[Opening MATERIAL TO PROCESS section]

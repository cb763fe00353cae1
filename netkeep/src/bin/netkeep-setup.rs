//! One-shot host preparation: sysctl profile, limits, conntrack, offloads and the watchdog's
//! service unit. Safe to run repeatedly.

use std::process::ExitCode;

use netkeep::{telemetry, Bootstrap, BootstrapOptions, LinuxKernel, LOG_SOURCE};
use nix::unistd::Uid;
use tracing::Instrument as _;

fn main() -> ExitCode {
    telemetry::init();

    let runtime = match tokio::runtime::Builder::new_current_thread().enable_all().build() {
        Ok(runtime) => runtime,
        Err(e) => {
            tracing::error!(source = LOG_SOURCE, error = %e, "failed to start runtime");
            return ExitCode::FAILURE;
        }
    };

    runtime.block_on(run().instrument(tracing::info_span!("netkeep-setup", source = LOG_SOURCE)))
}

async fn run() -> ExitCode {
    if !Uid::effective().is_root() {
        tracing::warn!("not running as root, most steps will fail");
    }

    let options = BootstrapOptions::default();
    let kernel = LinuxKernel::new(options.command_timeout);

    match Bootstrap::new(options).run(&kernel).await {
        Ok(summary) => {
            tracing::info!(%summary, "host prepared");
            ExitCode::SUCCESS
        }
        Err(e) => {
            tracing::error!(error = %e, "bootstrap incomplete");
            ExitCode::FAILURE
        }
    }
}
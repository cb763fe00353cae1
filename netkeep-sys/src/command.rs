//! Utilities for running external system tools (`tc`, `ip`, `ethtool`, ...).
//!
//! Every invocation is bounded by a timeout: a hung kernel query must never stall the caller
//! forever. On timeout the child process is killed.

use std::{ffi::OsStr, fmt, io, process, time::Duration};

use tokio::process::Command;

/// Errors returned by [`Runner`].
#[derive(Debug, thiserror::Error)]
pub enum Error {
    /// The program could not be spawned or waited on.
    #[error("io error: {0}")]
    Io(#[from] io::Error),
    /// The program did not finish in time and was killed.
    #[error("command timed out after {0:?}")]
    Timeout(Duration),
    /// The program exited with a non-zero status.
    #[error("non-zero exit status ({}): {}", .0.status, .0.stderr.trim())]
    NonZero(Output),
}

impl Error {
    /// Returns `true` if the program itself is missing from the system.
    pub fn is_not_found(&self) -> bool {
        matches!(self, Self::Io(e) if e.kind() == io::ErrorKind::NotFound)
    }

    /// Returns the standard error of a failed invocation, if any.
    pub fn stderr(&self) -> Option<&str> {
        match self {
            Self::NonZero(output) => Some(&output.stderr),
            _ => None,
        }
    }
}

/// Captured output of a finished command.
#[derive(Debug, Clone)]
pub struct Output {
    /// Exit status.
    pub status: process::ExitStatus,
    /// Standard output, lossily decoded.
    pub stdout: String,
    /// Standard error, lossily decoded.
    pub stderr: String,
}

impl From<process::Output> for Output {
    fn from(value: process::Output) -> Self {
        Self {
            status: value.status,
            stdout: String::from_utf8_lossy(&value.stdout).to_string(),
            stderr: String::from_utf8_lossy(&value.stderr).to_string(),
        }
    }
}

/// Result alias for command invocations.
pub type Result<T> = std::result::Result<T, Error>;

/// Runs external programs with a fixed timeout.
#[derive(Debug, Clone, Copy)]
pub struct Runner {
    timeout: Duration,
}

impl Default for Runner {
    fn default() -> Self {
        Self::new(Self::DEFAULT_TIMEOUT)
    }
}

impl Runner {
    /// Timeout applied when none is configured.
    pub const DEFAULT_TIMEOUT: Duration = Duration::from_secs(5);

    /// Creates a runner that kills any command running longer than `timeout`.
    pub const fn new(timeout: Duration) -> Self {
        Self { timeout }
    }

    /// Returns the configured timeout.
    pub const fn timeout(&self) -> Duration {
        self.timeout
    }

    /// Runs `program` with `args`. Fails on spawn errors, on timeout, and on non-zero exit.
    pub async fn run<I, S>(&self, program: &str, args: I) -> Result<Output>
    where
        I: IntoIterator<Item = S>,
        S: AsRef<OsStr>,
    {
        let mut cmd = Command::new(program);
        cmd.args(args)
            .stdin(process::Stdio::null())
            .stderr(process::Stdio::piped())
            .stdout(process::Stdio::piped())
            .kill_on_drop(true);

        tracing::debug!(cmd = %CmdLine(&cmd), "running command");

        let result = tokio::time::timeout(self.timeout, cmd.output()).await;
        let output: Output = match result {
            Ok(output) => output?.into(),
            Err(_) => {
                tracing::debug!(cmd = %CmdLine(&cmd), timeout = ?self.timeout, "command timed out");
                return Err(Error::Timeout(self.timeout));
            }
        };

        if !output.status.success() {
            tracing::debug!(
                ?output.stderr,
                ?output.status,
                cmd = %CmdLine(&cmd),
                "command returned non-zero status"
            );
            return Err(Error::NonZero(output));
        }

        Ok(output)
    }
}

/// Renders a command as a shell-like line for logs.
struct CmdLine<'a>(&'a Command);

impl fmt::Display for CmdLine<'_> {
    fn fmt(&self, f: &mut fmt::Formatter<'_>) -> fmt::Result {
        let std = self.0.as_std();
        write!(f, "{}", std.get_program().to_string_lossy())?;
        for arg in std.get_args() {
            write!(f, " {}", arg.to_string_lossy())?;
        }
        Ok(())
    }
}
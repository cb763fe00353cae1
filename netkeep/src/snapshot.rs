use std::{collections::BTreeSet, fmt};

/// What the prober saw at the device root.
#[derive(Debug, Clone, PartialEq, Eq)]
pub enum RootQdisc {
    /// A qdisc of this kind is attached.
    Attached(String),
    /// The kernel listed no root qdisc.
    Absent,
    /// The query failed.
    Unknown,
}

impl RootQdisc {
    /// The attached kind, if known.
    pub fn kind(&self) -> Option<&str> {
        match self {
            Self::Attached(kind) => Some(kind),
            Self::Absent | Self::Unknown => None,
        }
    }
}

impl fmt::Display for RootQdisc {
    fn fmt(&self, f: &mut fmt::Formatter<'_>) -> fmt::Result {
        match self {
            Self::Attached(kind) => f.write_str(kind),
            Self::Absent => f.write_str("<absent>"),
            Self::Unknown => f.write_str("<unknown>"),
        }
    }
}

/// Observed kernel state for one reconciliation cycle. Built fresh by every probe and never
/// carried over to the next cycle.
#[derive(Debug, Clone, PartialEq, Eq)]
pub struct Snapshot {
    /// Root qdisc of the managed interface.
    pub root_qdisc: RootQdisc,
    /// Active congestion-control algorithm, `None` if the read failed.
    pub congestion_control: Option<String>,
    /// Algorithms the kernel offers, `None` if the read failed.
    pub available: Option<BTreeSet<String>>,
}

impl Snapshot {
    /// A snapshot where every query failed.
    pub const fn unknown() -> Self {
        Self { root_qdisc: RootQdisc::Unknown, congestion_control: None, available: None }
    }

    /// Available algorithms, treating an empty list the same as a failed read.
    pub fn known_available(&self) -> Option<&BTreeSet<String>> {
        self.available.as_ref().filter(|set| !set.is_empty())
    }
}
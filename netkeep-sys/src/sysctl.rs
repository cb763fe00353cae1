//! Ergonomic wrappers for Linux network sysctl parameters.
//!
//! This module provides type-safe access to the `/proc/sys/*` parameters a gateway host
//! tunes: TCP buffers and congestion control, core socket/backlog limits, forwarding,
//! conntrack and file-descriptor ceilings.
//!
//! # Usage
//!
//! ```no_run
//! use netkeep_sys::sysctl::{self, Protocol, Sysctl, Tcp};
//!
//! # async fn run() -> std::io::Result<()> {
//! let sysctl = Sysctl::default();
//! let current = sysctl.read(&Tcp::CongestionControl, Protocol::V4).await?;
//! let available =
//!     sysctl::parse_list(&sysctl.read(&Tcp::AvailableCongestionControl, Protocol::V4).await?);
//! if available.contains("bbr") && current != "bbr" {
//!     sysctl.write(&Tcp::CongestionControl, Protocol::V4, "bbr").await?;
//! }
//! # Ok(())
//! # }
//! ```
//!
//! # Note on TCP and Protocol
//!
//! In Linux, TCP parameters under `/proc/sys/net/ipv4/tcp_*` affect **both** IPv4 and IPv6
//! connections. The `Protocol` argument is accepted for API consistency but doesn't change
//! the path for these parameters.
//!
//! # Alternate roots
//!
//! [`Sysctl`] resolves parameter paths under a configurable root directory, which lets
//! callers point it at a scratch tree instead of the live `/proc/sys`.

use std::{collections::BTreeSet, io, path::PathBuf};

/// IP protocol version for sysctl paths.
#[derive(Debug, Clone, Copy, PartialEq, Eq, Hash, Default)]
pub enum Protocol {
    /// IPv4 (`/proc/sys/net/ipv4/...`)
    #[default]
    V4,
    /// IPv6 (`/proc/sys/net/ipv6/...`)
    V6,
}

/// Trait for sysctl parameters that can be read/written.
///
/// The `path` method takes a [`Protocol`] to support parameters that have
/// different paths for IPv4 and IPv6.
pub trait SysctlParam {
    /// Returns the full path to the sysctl file for the given protocol.
    fn path(&self, protocol: Protocol) -> &'static str;

    /// Returns the dotted `sysctl(8)` name, e.g. `net.ipv4.tcp_congestion_control`.
    fn key(&self, protocol: Protocol) -> String {
        self.path(protocol).trim_start_matches("/proc/sys/").replace('/', ".")
    }
}

/// Splits a whitespace-delimited sysctl list, such as
/// `tcp_available_congestion_control`, into a set.
pub fn parse_list(value: &str) -> BTreeSet<String> {
    value.split_whitespace().map(str::to_owned).collect()
}

/// Collapses internal whitespace so that values written as `"4096 87380 6291456"` compare
/// equal to the kernel's tab-separated rendering.
pub fn normalize(value: &str) -> String {
    value.split_whitespace().collect::<Vec<_>>().join(" ")
}

/// Sysctl accessor rooted at a directory. The default root is `/`.
#[derive(Debug, Clone)]
pub struct Sysctl {
    root: PathBuf,
}

impl Default for Sysctl {
    fn default() -> Self {
        Self { root: PathBuf::from("/") }
    }
}

impl Sysctl {
    /// Creates an accessor that resolves every parameter path under `root`.
    pub fn with_root(root: impl Into<PathBuf>) -> Self {
        Self { root: root.into() }
    }

    /// Resolves the on-disk location of `param`.
    pub fn resolve<P: SysctlParam + ?Sized>(&self, param: &P, protocol: Protocol) -> PathBuf {
        self.root.join(param.path(protocol).trim_start_matches('/'))
    }

    /// Returns `true` if the running kernel exposes `param`.
    pub fn exists<P: SysctlParam + ?Sized>(&self, param: &P, protocol: Protocol) -> bool {
        self.resolve(param, protocol).exists()
    }

    /// Reads `param`, trimmed.
    pub async fn read<P: SysctlParam + ?Sized>(
        &self,
        param: &P,
        protocol: Protocol,
    ) -> io::Result<String> {
        tokio::fs::read_to_string(self.resolve(param, protocol)).await.map(|s| s.trim().to_string())
    }

    /// Writes `value` to `param`.
    ///
    /// Fails if the parameter doesn't exist (wrong kernel version, module not loaded), if
    /// permission is denied, or if the kernel rejects the value.
    pub async fn write<P: SysctlParam + ?Sized>(
        &self,
        param: &P,
        protocol: Protocol,
        value: &str,
    ) -> io::Result<()> {
        tokio::fs::write(self.resolve(param, protocol), value).await
    }
}

// ============================================================================
// TCP Parameters
// ============================================================================

/// TCP sysctl parameters under `/proc/sys/net/ipv4/tcp_*`.
///
/// **Note:** In Linux, TCP parameters are shared between IPv4 and IPv6.
#[derive(Debug, Clone, Copy, PartialEq, Eq, Hash)]
#[non_exhaustive]
pub enum Tcp {
    // ===== Buffer Sizes =====
    /// Receive buffer sizes: "min default max" (bytes).
    ///
    /// Default: "4096 131072 6291456"
    Rmem,

    /// Send buffer sizes: "min default max" (bytes).
    ///
    /// Default: "4096 16384 4194304"
    Wmem,

    /// Unsent bytes threshold below which the socket is reported writable.
    ///
    /// Default: 4294967295 (disabled)
    NotsentLowat,

    // ===== Congestion Control =====
    /// Default congestion control algorithm name.
    ///
    /// Default: "cubic" (most systems)
    CongestionControl,

    /// Read-only list of algorithms registered with the kernel (built in or loaded).
    AvailableCongestionControl,

    // ===== Connection Setup =====
    /// Maximum queued SYNs awaiting the final ACK.
    ///
    /// Default: 128-1024 depending on memory
    MaxSynBacklog,

    /// TCP Fast Open mode (0x1 client, 0x2 server).
    ///
    /// Default: 1
    Fastopen,

    /// Time to hold FIN_WAIT_2 state (seconds).
    ///
    /// Default: 60
    FinTimeout,

    // ===== Idle and MTU =====
    /// Reset cwnd after idle period (0/1).
    ///
    /// Default: 1
    SlowStartAfterIdle,

    /// Path MTU Discovery mode (0/1/2).
    ///
    /// Default: 0
    MtuProbing,
}

impl SysctlParam for Tcp {
    fn path(&self, _protocol: Protocol) -> &'static str {
        match self {
            Self::Rmem => "/proc/sys/net/ipv4/tcp_rmem",
            Self::Wmem => "/proc/sys/net/ipv4/tcp_wmem",
            Self::NotsentLowat => "/proc/sys/net/ipv4/tcp_notsent_lowat",
            Self::CongestionControl => "/proc/sys/net/ipv4/tcp_congestion_control",
            Self::AvailableCongestionControl => {
                "/proc/sys/net/ipv4/tcp_available_congestion_control"
            }
            Self::MaxSynBacklog => "/proc/sys/net/ipv4/tcp_max_syn_backlog",
            Self::Fastopen => "/proc/sys/net/ipv4/tcp_fastopen",
            Self::FinTimeout => "/proc/sys/net/ipv4/tcp_fin_timeout",
            Self::SlowStartAfterIdle => "/proc/sys/net/ipv4/tcp_slow_start_after_idle",
            Self::MtuProbing => "/proc/sys/net/ipv4/tcp_mtu_probing",
        }
    }
}

// ============================================================================
// Core Parameters
// ============================================================================

/// Protocol-independent socket and device parameters under `/proc/sys/net/core/*`.
#[derive(Debug, Clone, Copy, PartialEq, Eq, Hash)]
#[non_exhaustive]
pub enum Core {
    /// Maximum receive socket buffer size settable with `SO_RCVBUF` (bytes).
    RmemMax,
    /// Maximum send socket buffer size settable with `SO_SNDBUF` (bytes).
    WmemMax,
    /// Default receive socket buffer size (bytes).
    RmemDefault,
    /// Default send socket buffer size (bytes).
    WmemDefault,
    /// Packets queued on the input side when the interface receives faster than the kernel
    /// processes.
    NetdevMaxBacklog,
    /// Listen backlog ceiling.
    Somaxconn,
    /// Qdisc attached to newly created devices.
    DefaultQdisc,
}

impl SysctlParam for Core {
    fn path(&self, _protocol: Protocol) -> &'static str {
        match self {
            Self::RmemMax => "/proc/sys/net/core/rmem_max",
            Self::WmemMax => "/proc/sys/net/core/wmem_max",
            Self::RmemDefault => "/proc/sys/net/core/rmem_default",
            Self::WmemDefault => "/proc/sys/net/core/wmem_default",
            Self::NetdevMaxBacklog => "/proc/sys/net/core/netdev_max_backlog",
            Self::Somaxconn => "/proc/sys/net/core/somaxconn",
            Self::DefaultQdisc => "/proc/sys/net/core/default_qdisc",
        }
    }
}

// ============================================================================
// General IP Parameters
// ============================================================================

/// General IP sysctl parameters.
///
/// These have **separate paths** for IPv4 and IPv6.
#[derive(Debug, Clone, Copy, PartialEq, Eq, Hash)]
#[non_exhaustive]
pub enum Ip {
    /// Enable IP forwarding (0/1).
    ///
    /// - IPv4: `/proc/sys/net/ipv4/ip_forward`
    /// - IPv6: `/proc/sys/net/ipv6/conf/all/forwarding`
    Forwarding,

    /// Local port range for outgoing connections: "low high". Shared by both protocols.
    LocalPortRange,
}

impl SysctlParam for Ip {
    fn path(&self, protocol: Protocol) -> &'static str {
        match (self, protocol) {
            (Self::Forwarding, Protocol::V4) => "/proc/sys/net/ipv4/ip_forward",
            (Self::Forwarding, Protocol::V6) => "/proc/sys/net/ipv6/conf/all/forwarding",
            (Self::LocalPortRange, _) => "/proc/sys/net/ipv4/ip_local_port_range",
        }
    }
}

// ============================================================================
// Netfilter Parameters
// ============================================================================

/// Connection tracking parameters. Only present once `nf_conntrack` is loaded.
#[derive(Debug, Clone, Copy, PartialEq, Eq, Hash)]
#[non_exhaustive]
pub enum Netfilter {
    /// Maximum number of tracked connections.
    ConntrackMax,
    /// Timeout for established TCP entries (seconds).
    ///
    /// Default: 432000 (5 days)
    ConntrackTcpTimeoutEstablished,
}

impl SysctlParam for Netfilter {
    fn path(&self, _protocol: Protocol) -> &'static str {
        match self {
            Self::ConntrackMax => "/proc/sys/net/netfilter/nf_conntrack_max",
            Self::ConntrackTcpTimeoutEstablished => {
                "/proc/sys/net/netfilter/nf_conntrack_tcp_timeout_established"
            }
        }
    }
}

// ============================================================================
// Filesystem Parameters
// ============================================================================

/// File-descriptor ceilings under `/proc/sys/fs/*`.
#[derive(Debug, Clone, Copy, PartialEq, Eq, Hash)]
#[non_exhaustive]
pub enum Fs {
    /// System-wide open file limit.
    FileMax,
    /// Per-process ceiling for `RLIMIT_NOFILE`.
    NrOpen,
}

impl SysctlParam for Fs {
    fn path(&self, _protocol: Protocol) -> &'static str {
        match self {
            Self::FileMax => "/proc/sys/fs/file-max",
            Self::NrOpen => "/proc/sys/fs/nr_open",
        }
    }
}

/// Any of the parameter families above, so heterogeneous settings fit in one list.
#[derive(Debug, Clone, Copy, PartialEq, Eq, Hash)]
pub enum Param {
    /// A [`Tcp`] parameter.
    Tcp(Tcp),
    /// A [`Core`] parameter.
    Core(Core),
    /// An [`Ip`] parameter.
    Ip(Ip),
    /// A [`Netfilter`] parameter.
    Netfilter(Netfilter),
    /// A [`Fs`] parameter.
    Fs(Fs),
}

impl SysctlParam for Param {
    fn path(&self, protocol: Protocol) -> &'static str {
        match self {
            Self::Tcp(p) => p.path(protocol),
            Self::Core(p) => p.path(protocol),
            Self::Ip(p) => p.path(protocol),
            Self::Netfilter(p) => p.path(protocol),
            Self::Fs(p) => p.path(protocol),
        }
    }
}

macro_rules! impl_from_param {
    ($($family:ident),*) => {
        $(impl From<$family> for Param {
            fn from(value: $family) -> Self {
                Self::$family(value)
            }
        })*
    };
}

impl_from_param!(Tcp, Core, Ip, Netfilter, Fs);
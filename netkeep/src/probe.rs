//! Best-effort observation of live kernel state.

use crate::{
    interface::Interface,
    kernel::NetKernel,
    snapshot::{RootQdisc, Snapshot},
};

/// Builds a fresh [`Snapshot`] for `iface`.
///
/// Never fails: every sub-query that cannot be answered is recorded as unknown and logged.
pub async fn probe<K>(kernel: &K, iface: &Interface) -> Snapshot
where
    K: NetKernel + ?Sized,
{
    let root_qdisc = match kernel.root_qdisc(iface).await {
        Ok(Some(info)) => RootQdisc::Attached(info.kind),
        Ok(None) => RootQdisc::Absent,
        Err(e) => {
            tracing::warn!(%iface, error = %e, "root qdisc unknown");
            RootQdisc::Unknown
        }
    };

    let congestion_control = kernel
        .congestion_control()
        .await
        .map_err(|e| tracing::warn!(error = %e, "congestion control unknown"))
        .ok();

    let available = kernel
        .available_congestion_control()
        .await
        .map_err(|e| tracing::warn!(error = %e, "available congestion control unknown"))
        .ok();

    let snapshot = Snapshot { root_qdisc, congestion_control, available };
    tracing::debug!(?snapshot, "probed");
    snapshot
}
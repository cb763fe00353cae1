//! NIC offload features.

use netkeep_sys::{
    command::{self, Runner},
    ethtool::{self, Offload},
};

use super::{Outcome, Summary};
use crate::interface::Interface;

/// Desired offload states. Segmentation and receive coalescing stay on; LRO is turned off
/// because it rewrites forwarded packets.
pub const DESIRED: [(Offload, bool); 4] =
    [(Offload::Gro, true), (Offload::Gso, true), (Offload::Tso, true), (Offload::Lro, false)];

/// Toggles each feature of [`DESIRED`] separately on `iface` with the `ethtool` at
/// `program`.
pub async fn apply(runner: &Runner, program: &str, iface: &Interface) -> Summary {
    let mut summary = Summary::default();
    for (offload, enabled) in DESIRED {
        summary.record(toggle(runner, program, iface, offload, enabled).await);
    }
    summary
}

async fn toggle(
    runner: &Runner,
    program: &str,
    iface: &Interface,
    offload: Offload,
    enabled: bool,
) -> Outcome {
    match ethtool::set(runner, program, iface.name(), offload, enabled).await {
        Ok(()) => {
            tracing::info!(%iface, %offload, enabled, "offload set");
            Outcome::Applied
        }
        Err(e) if e.is_not_found() => {
            tracing::info!(%offload, "ethtool not installed, skipping");
            Outcome::Skipped
        }
        Err(e @ command::Error::NonZero(_)) => {
            tracing::info!(%iface, %offload, error = %e, "offload not supported, skipping");
            Outcome::Skipped
        }
        Err(e) => {
            tracing::warn!(%iface, %offload, error = %e, "failed to set offload");
            Outcome::Failed
        }
    }
}
//! In-memory kernel used to drive the resolver and reconciler.

use std::{collections::BTreeSet, io, net::IpAddr, sync::Arc};

use async_trait::async_trait;
use netkeep::{kernel, Interface, NetKernel, QdiscSpec};
use netkeep_sys::{
    link::Device,
    tc::{Deletion, QdiscInfo},
};
use parking_lot::Mutex;

/// Mutable kernel state plus failure switches and call counters.
#[derive(Debug, Default)]
pub(crate) struct State {
    /// Attached root qdisc kind, `None` if nothing is attached.
    pub(crate) root_qdisc: Option<String>,
    /// Parameters the root qdisc was added with.
    pub(crate) qdisc_params: Vec<(String, u64)>,
    pub(crate) congestion_control: String,
    /// `None` makes the availability read fail.
    pub(crate) available: Option<BTreeSet<String>>,
    pub(crate) route: Option<String>,
    /// Route lookups answer `None` until this many lookups have been made.
    pub(crate) route_ready_after: usize,
    pub(crate) devices: Vec<Device>,

    /// Number of upcoming qdisc adds that fail.
    pub(crate) fail_qdisc_adds: usize,
    pub(crate) fail_qdisc_query: bool,
    pub(crate) fail_cc_write: bool,

    pub(crate) probes: usize,
    pub(crate) qdisc_deletes: usize,
    pub(crate) qdisc_adds: usize,
    pub(crate) cc_writes: usize,
    pub(crate) route_lookups: usize,
}

impl State {
    /// Writes of any kind performed so far.
    pub(crate) fn writes(&self) -> usize {
        self.qdisc_deletes + self.qdisc_adds + self.cc_writes
    }
}

/// Cheaply cloneable handle; clones share state.
#[derive(Debug, Clone, Default)]
pub(crate) struct MockKernel(Arc<Mutex<State>>);

impl MockKernel {
    /// A gateway with a single `eth0` uplink.
    pub(crate) fn gateway(qdisc: &str, current: &str, available: &[&str]) -> Self {
        let kernel = Self::default();
        kernel.update(|s| {
            s.root_qdisc = Some(qdisc.to_owned());
            s.congestion_control = current.to_owned();
            s.available = Some(set(available));
            s.route = Some("eth0".to_owned());
            s.devices = vec![Device::new("lo", 1), Device::new("eth0", 2)];
        });
        kernel
    }

    pub(crate) fn update(&self, f: impl FnOnce(&mut State)) {
        f(&mut self.0.lock());
    }

    pub(crate) fn read<T>(&self, f: impl FnOnce(&State) -> T) -> T {
        f(&self.0.lock())
    }
}

pub(crate) fn set(names: &[&str]) -> BTreeSet<String> {
    names.iter().map(|s| s.to_string()).collect()
}

fn failure(what: &str) -> kernel::Error {
    kernel::Error::Io(io::Error::other(format!("injected {what} failure")))
}

#[async_trait]
impl NetKernel for MockKernel {
    async fn root_qdisc(&self, _iface: &Interface) -> kernel::Result<Option<QdiscInfo>> {
        let mut state = self.0.lock();
        state.probes += 1;
        if state.fail_qdisc_query {
            return Err(failure("qdisc query"));
        }
        Ok(state.root_qdisc.clone().map(|kind| QdiscInfo {
            kind,
            handle: "8001:".to_owned(),
            root: true,
        }))
    }

    async fn delete_root_qdisc(&self, _iface: &Interface) -> kernel::Result<Deletion> {
        let mut state = self.0.lock();
        state.qdisc_deletes += 1;
        state.qdisc_params.clear();
        Ok(match state.root_qdisc.take() {
            Some(_) => Deletion::Removed,
            None => Deletion::Absent,
        })
    }

    async fn add_root_qdisc(&self, _iface: &Interface, spec: &QdiscSpec) -> kernel::Result<()> {
        let mut state = self.0.lock();
        state.qdisc_adds += 1;
        if state.fail_qdisc_adds > 0 {
            state.fail_qdisc_adds -= 1;
            return Err(failure("qdisc add"));
        }
        if state.root_qdisc.is_some() {
            return Err(failure("exclusive qdisc add"));
        }
        state.root_qdisc = Some(spec.kind().name().to_owned());
        state.qdisc_params = spec.params().map(|(name, value)| (name.to_owned(), value)).collect();
        Ok(())
    }

    async fn congestion_control(&self) -> kernel::Result<String> {
        Ok(self.0.lock().congestion_control.clone())
    }

    async fn available_congestion_control(&self) -> kernel::Result<BTreeSet<String>> {
        self.0.lock().available.clone().ok_or_else(|| failure("availability read"))
    }

    async fn set_congestion_control(&self, name: &str) -> kernel::Result<()> {
        let mut state = self.0.lock();
        state.cc_writes += 1;
        if state.fail_cc_write {
            return Err(failure("congestion control write"));
        }
        state.congestion_control = name.to_owned();
        Ok(())
    }

    async fn route_device(&self, _destination: IpAddr) -> kernel::Result<Option<String>> {
        let mut state = self.0.lock();
        state.route_lookups += 1;
        if state.route_lookups < state.route_ready_after {
            return Ok(None);
        }
        Ok(state.route.clone())
    }

    async fn devices(&self) -> kernel::Result<Vec<Device>> {
        Ok(self.0.lock().devices.clone())
    }

    fn device_exists(&self, name: &str) -> bool {
        self.0.lock().devices.iter().any(|d| d.name == name)
    }
}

[Closing MATERIAL TO PROCESS section]

## WORK ORDER
Read the data above and pull out each line that holds the string "Mutex".

## RESULT
use parking_lot::Mutex;
pub(crate) struct MockKernel(Arc<Mutex<State>>);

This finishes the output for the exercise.